Is essential running remains easy and fun for the activity to be aerobic. Aerobic means living with oxygen. When children’s hearts beat reach 165 per minute, they have reached maximum aerobic function. This means the vital organs of the body are being infused with oxygen.As children learn to run long distances nonstop, they can ideally reach 20 minutes with a heart rate of 165. Twenty minutes of maximum aerobic function is excellent for health and respiratory function.
We do not want children to exceed 165 as this could put them in an anaerobic condition. Anaerobic means living without oxygen. If continued this can break down the body and immune system.
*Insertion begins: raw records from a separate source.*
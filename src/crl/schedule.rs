use std::str::FromStr;

use chrono::{DateTime, Duration, FixedOffset, NaiveTime, Offset, Utc};
use thiserror::Error;

/// Errors produced while parsing a daily update list
#[derive(Error, Debug, Clone, PartialEq, Eq)]
pub enum ScheduleError {
    #[error("daily update list is empty")]
    Empty,

    #[error("invalid update time '{0}', expected H:MM")]
    InvalidTime(String),

    #[error("update times must be strictly increasing within a day: '{0}'")]
    NotIncreasing(String),
}

/// A single time of day at which a CRL is due
#[derive(Debug, Clone, Copy, PartialEq, Eq)]
pub struct DailySlot {
    pub minute_of_day: u32,
    /// Slot only produces a delta CRL in the extended schedule.
    pub delta_only: bool,
}

impl DailySlot {
    fn offset(&self) -> Duration {
        Duration::minutes(i64::from(self.minute_of_day))
    }
}

/// Parsed daily update list.
///
/// Days are separated by `;` and cycle, times within a day by `,`. A time
/// prefixed with `*` only produces a delta CRL, which turns the list into
/// the extended form where each day's full CRL is tied to the unmarked slots.
#[derive(Debug, Clone, PartialEq, Eq)]
pub struct DailySchedule {
    days: Vec<Vec<DailySlot>>,
    extended: bool,
}

impl DailySchedule {
    pub fn days(&self) -> &[Vec<DailySlot>] {
        &self.days
    }

    pub fn day_count(&self) -> usize {
        self.days.len()
    }

    pub fn is_extended(&self) -> bool {
        self.extended
    }

    /// Number of slots across all days.
    pub fn slot_count(&self) -> usize {
        self.days.iter().map(Vec::len).sum()
    }

    fn single_slot(&self) -> Option<DailySlot> {
        match self.days.as_slice() {
            [day] if day.len() == 1 => Some(day[0]),
            _ => None,
        }
    }
}

impl FromStr for DailySchedule {
    type Err = ScheduleError;

    fn from_str(s: &str) -> Result<Self, Self::Err> {
        let mut days = Vec::new();
        let mut extended = false;

        for day in s.split(';') {
            let mut slots: Vec<DailySlot> = Vec::new();
            for token in day.split(',').map(str::trim).filter(|t| !t.is_empty()) {
                let (delta_only, time) = match token.strip_prefix('*') {
                    Some(rest) => (true, rest.trim()),
                    None => (false, token),
                };
                let minute_of_day = parse_time_of_day(time)
                    .ok_or_else(|| ScheduleError::InvalidTime(token.to_string()))?;
                if slots
                    .last()
                    .is_some_and(|prev| minute_of_day <= prev.minute_of_day)
                {
                    return Err(ScheduleError::NotIncreasing(day.trim().to_string()));
                }
                extended |= delta_only;
                slots.push(DailySlot {
                    minute_of_day,
                    delta_only,
                });
            }
            days.push(slots);
        }

        if days.iter().all(Vec::is_empty) {
            return Err(ScheduleError::Empty);
        }
        Ok(Self { days, extended })
    }
}

fn parse_time_of_day(time: &str) -> Option<u32> {
    let (hours, minutes) = time.split_once(':')?;
    if hours.is_empty() || minutes.len() != 2 {
        return None;
    }
    let hours: u32 = hours.parse().ok()?;
    let minutes: u32 = minutes.parse().ok()?;
    (hours < 24 && minutes < 60).then_some(hours * 60 + minutes)
}

/// Inputs for a next-update computation
#[derive(Debug, Clone, Copy)]
pub struct NextUpdateQuery {
    /// Schedule the following tick from the last update, as the update loop does.
    pub from_last_update: bool,
    /// Compute the delta CRL's nextUpdate rather than the full CRL's.
    pub delta: bool,
    pub delta_enabled: bool,
    pub now: DateTime<Utc>,
    pub last_update: Option<DateTime<Utc>>,
    pub current_day: usize,
}

/// The next scheduled point in time
#[derive(Debug, Clone, Copy, PartialEq, Eq)]
pub struct ScheduledSlot {
    pub at: DateTime<Utc>,
    pub day: usize,
    pub delta_only: bool,
}

/// Effective update schedule of an issuing point
#[derive(Debug, Clone, PartialEq)]
pub struct Schedule {
    pub interval: Option<Duration>,
    pub daily: Option<DailySchedule>,
    pub min_update_interval: Duration,
    pub update_schema: u32,
    pub extended_next_update: bool,
    pub grace_period: Duration,
    pub next_as_this_update_extension: Duration,
    pub utc_offset: FixedOffset,
}

impl Default for Schedule {
    fn default() -> Self {
        Self {
            interval: None,
            daily: None,
            min_update_interval: Duration::zero(),
            update_schema: 1,
            extended_next_update: true,
            grace_period: Duration::zero(),
            next_as_this_update_extension: Duration::zero(),
            utc_offset: Utc.fix(),
        }
    }
}
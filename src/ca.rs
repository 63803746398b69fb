use std::collections::{BTreeMap, HashMap};
use std::sync::Arc;

use chrono::{DateTime, Utc};
use tokio::sync::RwLock;
use tracing::{error, info, warn};
use x509_cert::name::Name;

use crate::crl::extensions::ExtensionDefaults;
use crate::crl::{
    CrlError, CrlResult, IssuingPoint, IssuingPointConfig, RequestId, RevokedEntry, SerialNumber,
};
use crate::publish::Publisher;
use crate::signer::Signer;
use crate::store::{CertificateStore, RecordStore, RequestStore};

/// Collaborators and CA-wide settings shared by all issuing points
pub struct CaContext {
    pub issuer: Name,
    pub authority_key_id: Option<Vec<u8>>,
    pub extension_defaults: ExtensionDefaults,
    pub records: Arc<dyn RecordStore>,
    pub certificates: Arc<dyn CertificateStore>,
    pub requests: Arc<dyn RequestStore>,
    pub signer: Arc<dyn Signer>,
    pub publisher: Arc<dyn Publisher>,
}

/// The CA's set of issuing points.
///
/// Revocation events are fanned out to every issuing point; failures are
/// recorded against the originating request instead of being returned.
pub struct CertificateAuthority {
    ctx: Arc<CaContext>,
    points: RwLock<BTreeMap<String, Arc<IssuingPoint>>>,
}

impl CertificateAuthority {
    pub fn new(ctx: CaContext) -> Self {
        Self {
            ctx: Arc::new(ctx),
            points: RwLock::new(BTreeMap::new()),
        }
    }

    pub fn context(&self) -> &Arc<CaContext> {
        &self.ctx
    }

    /// Opens and starts all configured issuing points.
    pub async fn start(&self, points: &BTreeMap<String, IssuingPointConfig>) {
        for (id, config) in points {
            if let Err(e) = self.add_issuing_point(id, config.clone()).await {
                error!("Failed to add issuing point {id}: {e}");
            }
        }
        info!("CA started with {} issuing points", self.points.read().await.len());
    }

    pub async fn add_issuing_point(
        &self,
        id: &str,
        config: IssuingPointConfig,
    ) -> CrlResult<Arc<IssuingPoint>> {
        if self.points.read().await.contains_key(id) {
            return Err(CrlError::Config(format!(
                "issuing point {id} already exists"
            )));
        }
        let point = IssuingPoint::open(id, config, Arc::clone(&self.ctx)).await;
        point.start().await;
        self.points
            .write()
            .await
            .insert(id.to_string(), Arc::clone(&point));
        Ok(point)
    }

    pub async fn issuing_point(&self, id: &str) -> CrlResult<Arc<IssuingPoint>> {
        self.points
            .read()
            .await
            .get(id)
            .cloned()
            .ok_or_else(|| CrlError::UnknownIssuingPoint(id.to_string()))
    }

    pub async fn issuing_point_ids(&self) -> Vec<String> {
        self.points.read().await.keys().cloned().collect()
    }

    async fn all_points(&self) -> Vec<Arc<IssuingPoint>> {
        self.points.read().await.values().cloned().collect()
    }

    /// Removes an issuing point and its persisted record.
    pub async fn delete_issuing_point(&self, id: &str) -> CrlResult<()> {
        let point = self
            .points
            .write()
            .await
            .remove(id)
            .ok_or_else(|| CrlError::UnknownIssuingPoint(id.to_string()))?;
        point.delete().await
    }

    pub async fn update_issuing_point_config(
        &self,
        id: &str,
        pairs: &HashMap<String, String>,
    ) -> CrlResult<bool> {
        self.issuing_point(id).await?.update_config(pairs).await
    }

    async fn report(&self, request: RequestId, point: &IssuingPoint, error: &CrlError) {
        warn!(
            "Issuing point {}: request {request} not applied: {error}",
            point.id()
        );
        let message = error.to_string();
        if let Err(e) = self
            .ctx
            .requests
            .record_crl_update_error(request, point.id(), &message)
            .await
        {
            error!("Failed to record CRL update error for request {request}: {e}");
        }
    }

    /// Applies a completed revocation request to every issuing point.
    pub async fn revoke(&self, request: RequestId, entries: &[RevokedEntry]) {
        for point in self.all_points().await {
            for entry in entries {
                if let Err(e) = point.add_revoked_cert(entry.clone(), Some(request)).await {
                    self.report(request, &point, &e).await;
                    break;
                }
            }
        }
    }

    /// Applies a completed unrevocation request to every issuing point.
    pub async fn unrevoke(
        &self,
        request: RequestId,
        serials: &[SerialNumber],
        completed_on: DateTime<Utc>,
    ) {
        for point in self.all_points().await {
            for serial in serials {
                if let Err(e) = point
                    .add_unrevoked_cert(serial, completed_on, Some(request))
                    .await
                {
                    self.report(request, &point, &e).await;
                    break;
                }
            }
        }
    }

    /// Reports certificates that passed their notAfter date.
    pub async fn expire(&self, serials: &[SerialNumber]) {
        for point in self.all_points().await {
            for serial in serials {
                if let Err(e) = point.add_expired_cert(serial).await {
                    warn!("Issuing point {}: {e}", point.id());
                    break;
                }
            }
        }
    }

    /// Shuts down every issuing point, saving unsaved cache changes.
    pub async fn shutdown(&self) {
        for point in self.all_points().await {
            point.shutdown().await;
        }
        info!("CA shut down");
    }
}
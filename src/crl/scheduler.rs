use std::sync::Arc;

use chrono::{DateTime, Utc};
use tokio::task::JoinHandle;
use tokio::time::sleep;
use tracing::{debug, error, info, warn};

use super::generator::UpdateTrigger;
use super::issuing_point::{IssuingPoint, IssuingPointStatus, Settings};
use super::schedule::{NextUpdateQuery, ScheduledSlot};
use crate::signer::SigningAlgorithm;

#[derive(Debug)]
enum Action {
    Update(Option<ScheduledSlot>),
    Manual(Option<SigningAlgorithm>),
    Flush,
    Wait(Option<DateTime<Utc>>),
    Stop,
}

/// Background loop of one issuing point: scheduled and requested CRL
/// updates plus periodic cache saves.
pub(crate) struct UpdateScheduler {
    point: Arc<IssuingPoint>,
    failures: u32,
    /// Set after too many consecutive failures; cleared by a wake-up.
    parked: bool,
}

impl UpdateScheduler {
    pub(crate) fn spawn(point: Arc<IssuingPoint>) -> JoinHandle<()> {
        let scheduler = Self {
            point,
            failures: 0,
            parked: false,
        };
        tokio::spawn(scheduler.run())
    }

    async fn run(mut self) {
        info!("Issuing point {}: update loop started", self.point.id());
        loop {
            let action = self.next_action().await;
            debug!("Issuing point {}: {action:?}", self.point.id());
            match action {
                Action::Stop => break,
                Action::Update(slot) => {
                    let trigger = UpdateTrigger {
                        algorithm: None,
                        slot,
                    };
                    if self.update(trigger).await {
                        self.point.final_interval.lock().await.take();
                    }
                }
                Action::Manual(algorithm) => {
                    let trigger = UpdateTrigger {
                        algorithm,
                        slot: None,
                    };
                    self.update(trigger).await;
                }
                Action::Flush => {
                    if let Err(e) = self.point.flush_cache().await {
                        warn!("Issuing point {}: scheduled cache save failed: {e}", self.point.id());
                        let retry_at = retry_after(self.retry_wait().await);
                        self.wait(retry_at).await;
                    }
                }
                Action::Wait(until) => self.wait(until).await,
            }
        }
        info!("Issuing point {}: update loop stopped", self.point.id());
    }

    async fn retry_wait(&self) -> std::time::Duration {
        self.point.settings().await.config.retry_wait()
    }

    async fn next_action(&self) -> Action {
        let point = &self.point;
        if point.is_shutting_down() {
            return Action::Stop;
        }
        let settings = point.settings().await;
        if !settings.config.enable {
            return Action::Stop;
        }
        if let Some(algorithm) = point.manual_update.lock().await.take() {
            return Action::Manual(algorithm);
        }

        let now = Utc::now();
        let status = point.status().await;
        let mut wake_at = None;

        if !self.parked {
            let final_interval = *point.final_interval.lock().await;
            match next_auto_update(&settings, &status, final_interval, now) {
                Some((at, slot)) if at <= now => return Action::Update(slot),
                Some((at, _)) => wake_at = Some(at),
                None => {}
            }
        }

        let config = &settings.config;
        if config.cache_enabled() && !config.write_through() {
            let interval = config.cache_update_interval();
            let flush_at = if point.cache.lock().await.has_unsaved_changes() {
                let due = status
                    .last_cache_flush
                    .map_or(Some(now), |last| last.checked_add_signed(interval));
                if due.is_some_and(|due| due <= now) {
                    return Action::Flush;
                }
                due
            } else {
                now.checked_add_signed(interval)
            };
            if let Some(flush_at) = flush_at {
                wake_at = Some(wake_at.map_or(flush_at, |at: DateTime<Utc>| at.min(flush_at)));
            }
        }
        Action::Wait(wake_at)
    }

    /// Runs an update cycle, retrying later on failure. Returns whether it succeeded.
    async fn update(&mut self, trigger: UpdateTrigger) -> bool {
        if self.point.run_update(trigger).await.is_ok() {
            self.failures = 0;
            return true;
        }

        self.failures += 1;
        let settings = self.point.settings().await;
        if self.failures >= settings.config.unexpected_exception_loop_max {
            error!(
                "Issuing point {}: {} consecutive update failures, automatic updates paused",
                self.point.id(),
                self.failures
            );
            self.parked = true;
            return false;
        }

        self.wait(retry_after(settings.config.retry_wait())).await;
        false
    }

    async fn wait(&mut self, until: Option<DateTime<Utc>>) {
        let woken = match until {
            Some(at) => {
                let delay = (at - Utc::now()).to_std().unwrap_or_default();
                tokio::select! {
                    _ = sleep(delay) => false,
                    _ = self.point.wake.notified() => true,
                }
            }
            None => {
                self.point.wake.notified().await;
                true
            }
        };
        if woken {
            self.failures = 0;
            self.parked = false;
        }
    }
}

/// When the next automatic update is due, and the slot it serves.
fn next_auto_update(
    settings: &Settings,
    status: &IssuingPointStatus,
    final_interval: Option<chrono::Duration>,
    now: DateTime<Utc>,
) -> Option<(DateTime<Utc>, Option<ScheduledSlot>)> {
    if !settings.config.enable_crl_updates {
        return None;
    }
    let schedule = &settings.schedule;
    let automatic = !schedule.is_manual() || final_interval.is_some();
    let Some(last_update) = status.last_update else {
        return automatic.then_some((now, None));
    };

    if schedule.interval.is_none() {
        let final_at =
            final_interval.and_then(|interval| last_update.checked_add_signed(interval));
        if let Some(at) = final_at {
            if schedule.daily.is_none() {
                return Some((at, None));
            }
            let daily = next_slot(settings, status, last_update, now);
            return match daily {
                Some((slot_at, slot)) if slot_at < at => Some((slot_at, slot)),
                _ => Some((at, None)),
            };
        }
    }
    next_slot(settings, status, last_update, now)
}

/// Point in time after `wait`, `None` when it lies beyond the representable range.
fn retry_after(wait: std::time::Duration) -> Option<DateTime<Utc>> {
    chrono::Duration::from_std(wait)
        .ok()
        .and_then(|wait| Utc::now().checked_add_signed(wait))
}

fn next_slot(
    settings: &Settings,
    status: &IssuingPointStatus,
    last_update: DateTime<Utc>,
    now: DateTime<Utc>,
) -> Option<(DateTime<Utc>, Option<ScheduledSlot>)> {
    settings
        .schedule
        .find_next_update(&NextUpdateQuery {
            from_last_update: true,
            delta: false,
            delta_enabled: settings.delta_enabled(),
            now,
            last_update: Some(last_update),
            current_day: status.current_day,
        })
        .map(|slot| (slot.at, Some(slot)))
}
If you wish to embark on an aerobic program you can purchase a simple heart rate monitor for $50 or less. They are easy and light to wear. Many runners wear them to maintain an aerobic zone.
By developing their respiratory systems, our children grow bigger chests and more efficient breathing, capable of delivering more oxygen to the brain. This aids all brain functions.
Reason Three— Language
Tiny children want desperately to communicate through speech, but adults often cannot understand what they are saying. Breathing is the single most important element of human language. When the child’s respiratory system is not developed, the brain cannot command enough air and coordinate that air through the mouth to create clear language.
Children who run speak clearly at one, two, and three years of age. Their language is far more sophisticated than average children their age. Because they communicate well, they can express their needs and ideas without frustration.
Reason Four— Health
Our children have far fewer upper respiratory infections than average tiny children. Pediatricians become concerned only if children have more than nine upper respiratory infections a year! Sometimes our children go an entire year with no respiratory infections. Overall, their ability to combat illnesses and recover more rapidly is far above average.
Because young runners are athletes, we are careful to feed them healthy foods and provide them with vitamin supplements.